Estimating plant lignin content
Using a field spectroradiometer such as the Spectral Evolution PSR+, a researcher can get an estimate of lignin content in the field or in a lab. Lignin is a polymer of phenylpropanoid and accounts for 10 to 35% of dry weight of plants and acts as a barrier to decomposition of cellulose and hemicellulose. NIR spectroscopy provides a useful tool for lignin measurement with key absorption features at 1120, 1143, 1200, 1420, 1450, 1680, 1930, 2050-2140, 2270, 2330, 2380 and 2500nm. All spectra taken by the PSR+ are stored as ASCII files for use with other third party software that includes R, ENVI, and various chemometrics software programs.
The PSR+ is a full range, UV-VIS-NIR instruments with high resolution and low noise. DARWin SP Data Acquisition software is included with every instrument. The PSR+ provides the field researcher with the option of using direct attach lenses for standoff measurements or a fiberoptic cable with FOV lenses, a contact probe, sphere, pistol grip, our unique leaf clip and other accessories.

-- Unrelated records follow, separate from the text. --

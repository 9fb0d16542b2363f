//! Flux Snake - a neon grid snake arcade engine
//!
//! Core modules:
//! - `sim`: Deterministic simulation (grid movement, spawning, combo/score)
//! - `renderer`: Software 2D raster renderer
//! - `highscores`: Best-score record and play counter (LocalStorage on wasm)
//! - `settings`: Player preferences

pub mod highscores;
pub mod renderer;
pub mod settings;
pub mod sim;

pub use highscores::BestScore;
pub use settings::Settings;

/// Game configuration constants
pub mod consts {
    /// Cells per side of the (square) play field
    pub const GRID_SIZE: i32 = 25;
    /// Canvas edge in pixels (square)
    pub const CANVAS_SIZE: u32 = 640;

    /// Tick interval at speed level 0, in milliseconds
    pub const INITIAL_SPEED_MS: f64 = 150.0;
    /// Interval reduction per speed level
    pub const SPEED_STEP_MS: f64 = 6.0;
    /// Hard floor for the tick interval
    pub const MIN_SPEED_MS: f64 = 65.0;
    /// Fruits eaten per speed level
    pub const FRUITS_PER_LEVEL: u32 = 4;
    pub const MAX_SPEED_LEVEL: u32 = 6;

    /// Combo multiplier cap
    pub const MAX_COMBO_MULTIPLIER: u32 = 6;
    /// Every Nth dodged toxic fruit grants a combo bonus
    pub const TOXIC_AVOID_TARGET: u32 = 3;

    /// Unclaimed power-up pickups evaporate after this long
    pub const PICKUP_LIFETIME_MS: f64 = 8000.0;
    /// Manhattan range of the magnet fruit attraction
    pub const MAGNET_RANGE: i32 = 4;

    /// Free-cell search gives up after this many rolls
    pub const FREE_CELL_ATTEMPTS: u32 = 60;
    /// Particles emitted per collected fruit
    pub const PARTICLES_PER_FRUIT: usize = 8;
    /// Minimum snake length; shrink effects never go below this
    pub const MIN_SNAKE_LEN: usize = 3;
}
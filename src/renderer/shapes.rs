//! Shape rasterizers: rounded rects, circles, glow halos and tiny glyphs

use super::frame::{Frame, Rgba};

/// Blend a filled rectangle with rounded corners. Coordinates are in
/// pixels; the corner radius is clamped to half the short edge.
pub fn fill_rounded_rect(frame: &mut Frame, x: f32, y: f32, w: f32, h: f32, radius: f32, color: Rgba) {
    let radius = radius.min(w / 2.0).min(h / 2.0).max(0.0);
    let x0 = x.floor() as i32;
    let y0 = y.floor() as i32;
    let x1 = (x + w).ceil() as i32;
    let y1 = (y + h).ceil() as i32;

    for py in y0..y1 {
        for px in x0..x1 {
            let cx = px as f32 + 0.5;
            let cy = py as f32 + 0.5;
            if cx < x || cy < y || cx >= x + w || cy >= y + h {
                continue;
            }
            // Corner test: distance from the nearest corner-arc center
            let nx = cx.clamp(x + radius, x + w - radius);
            let ny = cy.clamp(y + radius, y + h - radius);
            let dx = cx - nx;
            let dy = cy - ny;
            if dx * dx + dy * dy <= radius * radius {
                frame.blend(px, py, color);
            }
        }
    }
}

/// Blend a filled circle
pub fn fill_circle(frame: &mut Frame, cx: f32, cy: f32, radius: f32, color: Rgba) {
    let x0 = (cx - radius).floor() as i32;
    let x1 = (cx + radius).ceil() as i32;
    let y0 = (cy - radius).floor() as i32;
    let y1 = (cy + radius).ceil() as i32;
    let r2 = radius * radius;
    for py in y0..=y1 {
        for px in x0..=x1 {
            let dx = px as f32 + 0.5 - cx;
            let dy = py as f32 + 0.5 - cy;
            if dx * dx + dy * dy <= r2 {
                frame.blend(px, py, color);
            }
        }
    }
}

/// Soft radial halo: alpha falls off quadratically toward the rim.
/// Stands in for the canvas shadow-blur glow.
pub fn glow(frame: &mut Frame, cx: f32, cy: f32, radius: f32, color: Rgba) {
    let x0 = (cx - radius).floor() as i32;
    let x1 = (cx + radius).ceil() as i32;
    let y0 = (cy - radius).floor() as i32;
    let y1 = (cy + radius).ceil() as i32;
    for py in y0..=y1 {
        for px in x0..=x1 {
            let dx = px as f32 + 0.5 - cx;
            let dy = py as f32 + 0.5 - cy;
            let dist = (dx * dx + dy * dy).sqrt();
            if dist < radius {
                let falloff = 1.0 - dist / radius;
                frame.blend(px, py, color.faded(falloff * falloff));
            }
        }
    }
}

/// 5x7 bitmap rows for the power-up badge glyphs
fn glyph_rows(ch: char) -> Option<[u8; 7]> {
    Some(match ch {
        'S' => [0b01111, 0b10000, 0b10000, 0b01110, 0b00001, 0b00001, 0b11110],
        'V' => [0b10001, 0b10001, 0b10001, 0b10001, 0b10001, 0b01010, 0b00100],
        'M' => [0b10001, 0b11011, 0b10101, 0b10101, 0b10001, 0b10001, 0b10001],
        'G' => [0b01110, 0b10001, 0b10000, 0b10111, 0b10001, 0b10001, 0b01110],
        _ => return None,
    })
}

/// Draw a single glyph with its top-left at (x, y), each bit scaled to a
/// `scale`-sized square. Unknown glyphs draw nothing.
pub fn draw_glyph(frame: &mut Frame, ch: char, x: i32, y: i32, scale: i32, color: Rgba) {
    let Some(rows) = glyph_rows(ch) else {
        return;
    };
    for (row, bits) in rows.iter().enumerate() {
        for col in 0..5 {
            if bits & (1 << (4 - col)) != 0 {
                frame.blend_rect(
                    x + col * scale,
                    y + row as i32 * scale,
                    scale,
                    scale,
                    color,
                );
            }
        }
    }
}

/// Glyph bitmap extent in pixels for a given scale
pub fn glyph_extent(scale: i32) -> (i32, i32) {
    (5 * scale, 7 * scale)
}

The PSR+ offers auto-exposure, auto-dark correction, and auto-shutter for one touch operation.
By measuring lignin, process decisions can be made before pulping, biomass can be characterized for use as fuel, and different species with lower lignin content can be planted for forage.
The PSR+ is lightweight and rugged—built with photodiode arrays and no moving parts for consistent reliable operation in field conditions. Additional vegetation remote sensing applications include:
- Species identification
- Assessment of phosphorous and potassium nutrients in plants
- Measurement of moisture and water content
- Soil characterization and analysis
- Ground truthing satellite imagery and measurements
- Total organic carbon (TOC) in soil
- Biomass research
The PSR+ 3500 is a field portable spectroradiometer for remote sensing applications including lignin estimation.
Our unique leaf clip has a built-in white reference and keeps the light source – the ILM-105 – away from the sample so it remains completely unaffected by the measurement.